TASK DESCRIPTION -> Please report every line from the material that contains the word "sorted".

RECORDS SHOWN ->
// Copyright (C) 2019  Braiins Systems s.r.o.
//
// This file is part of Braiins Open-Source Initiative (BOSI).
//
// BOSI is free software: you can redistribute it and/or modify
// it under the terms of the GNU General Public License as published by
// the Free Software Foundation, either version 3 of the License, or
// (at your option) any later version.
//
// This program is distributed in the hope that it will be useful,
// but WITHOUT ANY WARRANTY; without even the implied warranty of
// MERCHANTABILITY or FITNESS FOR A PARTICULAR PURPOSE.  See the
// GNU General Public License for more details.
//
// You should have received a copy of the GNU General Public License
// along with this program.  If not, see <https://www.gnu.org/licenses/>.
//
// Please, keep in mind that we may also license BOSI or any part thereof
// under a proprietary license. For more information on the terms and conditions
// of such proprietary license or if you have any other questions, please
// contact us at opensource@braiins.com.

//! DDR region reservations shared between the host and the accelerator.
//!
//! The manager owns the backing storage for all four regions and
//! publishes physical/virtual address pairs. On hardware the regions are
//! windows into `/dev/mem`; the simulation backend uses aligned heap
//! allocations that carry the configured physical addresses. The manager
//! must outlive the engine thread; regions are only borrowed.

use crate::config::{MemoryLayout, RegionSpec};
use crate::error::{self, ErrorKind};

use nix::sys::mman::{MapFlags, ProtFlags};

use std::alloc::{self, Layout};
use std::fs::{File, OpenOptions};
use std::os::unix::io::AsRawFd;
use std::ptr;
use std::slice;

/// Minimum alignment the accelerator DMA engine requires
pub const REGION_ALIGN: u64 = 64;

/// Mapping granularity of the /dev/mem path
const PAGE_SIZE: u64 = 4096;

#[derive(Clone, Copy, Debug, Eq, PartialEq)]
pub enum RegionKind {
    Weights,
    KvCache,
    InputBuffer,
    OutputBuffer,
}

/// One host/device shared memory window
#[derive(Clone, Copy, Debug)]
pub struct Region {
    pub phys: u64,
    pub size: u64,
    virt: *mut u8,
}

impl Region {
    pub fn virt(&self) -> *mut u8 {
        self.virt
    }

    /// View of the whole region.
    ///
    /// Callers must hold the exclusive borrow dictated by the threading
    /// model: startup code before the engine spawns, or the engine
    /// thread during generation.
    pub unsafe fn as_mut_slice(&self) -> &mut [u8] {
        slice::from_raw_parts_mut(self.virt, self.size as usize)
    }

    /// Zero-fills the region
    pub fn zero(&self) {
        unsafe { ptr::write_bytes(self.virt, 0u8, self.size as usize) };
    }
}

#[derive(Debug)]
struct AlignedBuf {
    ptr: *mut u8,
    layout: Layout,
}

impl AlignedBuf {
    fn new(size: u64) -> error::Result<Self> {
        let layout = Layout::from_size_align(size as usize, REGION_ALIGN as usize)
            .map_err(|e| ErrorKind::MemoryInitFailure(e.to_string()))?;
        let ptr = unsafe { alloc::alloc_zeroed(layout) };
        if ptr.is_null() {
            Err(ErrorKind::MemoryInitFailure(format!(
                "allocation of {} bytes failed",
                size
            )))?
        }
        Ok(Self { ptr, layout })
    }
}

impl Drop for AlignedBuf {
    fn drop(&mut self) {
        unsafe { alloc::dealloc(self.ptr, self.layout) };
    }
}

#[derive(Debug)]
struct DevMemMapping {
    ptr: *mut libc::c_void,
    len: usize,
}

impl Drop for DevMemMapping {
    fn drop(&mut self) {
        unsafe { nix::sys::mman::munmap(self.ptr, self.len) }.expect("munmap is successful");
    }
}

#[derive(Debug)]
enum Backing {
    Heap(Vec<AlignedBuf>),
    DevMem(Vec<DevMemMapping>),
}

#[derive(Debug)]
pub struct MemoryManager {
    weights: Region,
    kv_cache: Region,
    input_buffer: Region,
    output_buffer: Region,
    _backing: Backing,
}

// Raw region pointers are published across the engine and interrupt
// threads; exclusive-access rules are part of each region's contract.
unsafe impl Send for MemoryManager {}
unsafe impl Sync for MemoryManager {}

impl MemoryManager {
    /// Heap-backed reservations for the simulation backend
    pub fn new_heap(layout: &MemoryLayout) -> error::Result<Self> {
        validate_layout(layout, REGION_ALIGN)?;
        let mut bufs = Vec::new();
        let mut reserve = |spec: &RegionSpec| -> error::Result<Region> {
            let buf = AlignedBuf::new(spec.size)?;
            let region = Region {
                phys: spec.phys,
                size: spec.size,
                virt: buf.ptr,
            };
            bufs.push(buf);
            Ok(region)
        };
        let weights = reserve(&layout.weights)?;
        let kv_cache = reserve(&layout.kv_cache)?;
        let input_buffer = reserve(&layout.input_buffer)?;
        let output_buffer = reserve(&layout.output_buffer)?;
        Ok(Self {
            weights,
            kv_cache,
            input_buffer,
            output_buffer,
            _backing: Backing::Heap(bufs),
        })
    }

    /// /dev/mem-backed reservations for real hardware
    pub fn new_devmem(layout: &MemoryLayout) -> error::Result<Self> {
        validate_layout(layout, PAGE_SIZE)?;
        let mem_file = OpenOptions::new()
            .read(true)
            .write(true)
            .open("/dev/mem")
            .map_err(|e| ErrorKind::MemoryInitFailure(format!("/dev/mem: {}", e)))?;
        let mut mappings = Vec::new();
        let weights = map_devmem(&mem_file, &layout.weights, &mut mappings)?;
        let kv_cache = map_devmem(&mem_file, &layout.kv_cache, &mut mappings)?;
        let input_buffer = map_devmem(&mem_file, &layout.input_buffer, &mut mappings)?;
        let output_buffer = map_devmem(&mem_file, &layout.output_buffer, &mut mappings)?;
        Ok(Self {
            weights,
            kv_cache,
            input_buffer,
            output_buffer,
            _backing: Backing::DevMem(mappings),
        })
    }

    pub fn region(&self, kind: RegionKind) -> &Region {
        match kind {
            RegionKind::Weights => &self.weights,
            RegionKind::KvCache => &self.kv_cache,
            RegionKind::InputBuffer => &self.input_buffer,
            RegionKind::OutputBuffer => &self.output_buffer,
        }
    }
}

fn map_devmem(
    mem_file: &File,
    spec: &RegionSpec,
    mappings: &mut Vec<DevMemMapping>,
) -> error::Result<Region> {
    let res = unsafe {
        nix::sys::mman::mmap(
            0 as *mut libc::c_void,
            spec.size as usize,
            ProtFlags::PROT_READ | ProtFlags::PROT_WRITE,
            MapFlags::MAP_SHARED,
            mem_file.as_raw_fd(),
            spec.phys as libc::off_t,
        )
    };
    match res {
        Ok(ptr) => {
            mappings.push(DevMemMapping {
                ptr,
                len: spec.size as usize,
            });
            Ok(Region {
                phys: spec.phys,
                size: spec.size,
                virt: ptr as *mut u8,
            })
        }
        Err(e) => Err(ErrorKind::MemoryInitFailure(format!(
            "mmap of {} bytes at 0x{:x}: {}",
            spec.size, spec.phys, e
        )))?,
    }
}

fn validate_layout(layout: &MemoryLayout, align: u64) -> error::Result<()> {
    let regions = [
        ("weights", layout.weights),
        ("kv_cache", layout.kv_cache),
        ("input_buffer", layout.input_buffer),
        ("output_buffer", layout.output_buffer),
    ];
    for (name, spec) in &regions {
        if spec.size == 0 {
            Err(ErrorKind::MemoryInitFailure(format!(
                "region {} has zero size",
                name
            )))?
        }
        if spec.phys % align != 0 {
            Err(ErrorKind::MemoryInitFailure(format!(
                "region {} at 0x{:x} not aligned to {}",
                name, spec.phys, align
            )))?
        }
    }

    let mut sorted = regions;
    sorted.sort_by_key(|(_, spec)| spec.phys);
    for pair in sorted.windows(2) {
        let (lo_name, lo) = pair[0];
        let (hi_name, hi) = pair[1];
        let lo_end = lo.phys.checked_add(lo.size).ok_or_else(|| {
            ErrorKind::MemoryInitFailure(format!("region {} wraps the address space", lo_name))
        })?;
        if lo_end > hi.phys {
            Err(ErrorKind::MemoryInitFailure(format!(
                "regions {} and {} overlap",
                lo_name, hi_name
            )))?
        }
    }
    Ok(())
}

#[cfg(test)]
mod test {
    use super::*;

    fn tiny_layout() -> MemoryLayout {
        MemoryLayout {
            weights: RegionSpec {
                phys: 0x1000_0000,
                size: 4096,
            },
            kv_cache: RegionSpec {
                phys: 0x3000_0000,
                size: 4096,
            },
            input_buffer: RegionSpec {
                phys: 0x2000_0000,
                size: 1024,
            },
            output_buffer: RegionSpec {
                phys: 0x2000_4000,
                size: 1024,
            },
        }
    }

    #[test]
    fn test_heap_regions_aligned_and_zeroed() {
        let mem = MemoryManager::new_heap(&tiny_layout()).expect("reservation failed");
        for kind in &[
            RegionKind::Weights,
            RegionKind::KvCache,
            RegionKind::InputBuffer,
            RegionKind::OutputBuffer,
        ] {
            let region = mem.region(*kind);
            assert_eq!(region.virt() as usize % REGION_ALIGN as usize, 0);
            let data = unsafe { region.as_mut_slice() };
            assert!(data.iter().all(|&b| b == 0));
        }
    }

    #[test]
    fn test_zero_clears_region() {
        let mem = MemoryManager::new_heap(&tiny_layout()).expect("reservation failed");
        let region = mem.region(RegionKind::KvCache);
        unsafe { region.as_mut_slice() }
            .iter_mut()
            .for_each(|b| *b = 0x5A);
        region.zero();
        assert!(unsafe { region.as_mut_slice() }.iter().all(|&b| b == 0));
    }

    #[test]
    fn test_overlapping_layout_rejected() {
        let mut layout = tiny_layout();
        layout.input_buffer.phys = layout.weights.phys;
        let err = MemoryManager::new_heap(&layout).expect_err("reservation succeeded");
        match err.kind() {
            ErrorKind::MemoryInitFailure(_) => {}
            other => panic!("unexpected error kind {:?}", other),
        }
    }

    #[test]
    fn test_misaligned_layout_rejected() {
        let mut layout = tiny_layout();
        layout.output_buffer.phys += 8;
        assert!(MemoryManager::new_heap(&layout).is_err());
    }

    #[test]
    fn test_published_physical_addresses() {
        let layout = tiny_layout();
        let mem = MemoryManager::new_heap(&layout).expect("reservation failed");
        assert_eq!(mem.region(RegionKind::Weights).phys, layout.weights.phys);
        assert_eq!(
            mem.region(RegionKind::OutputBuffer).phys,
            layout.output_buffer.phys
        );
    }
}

FINAL ANSWER ->
    let mut sorted = regions;
    sorted.sort_by_key(|(_, spec)| spec.phys);
    for pair in sorted.windows(2) {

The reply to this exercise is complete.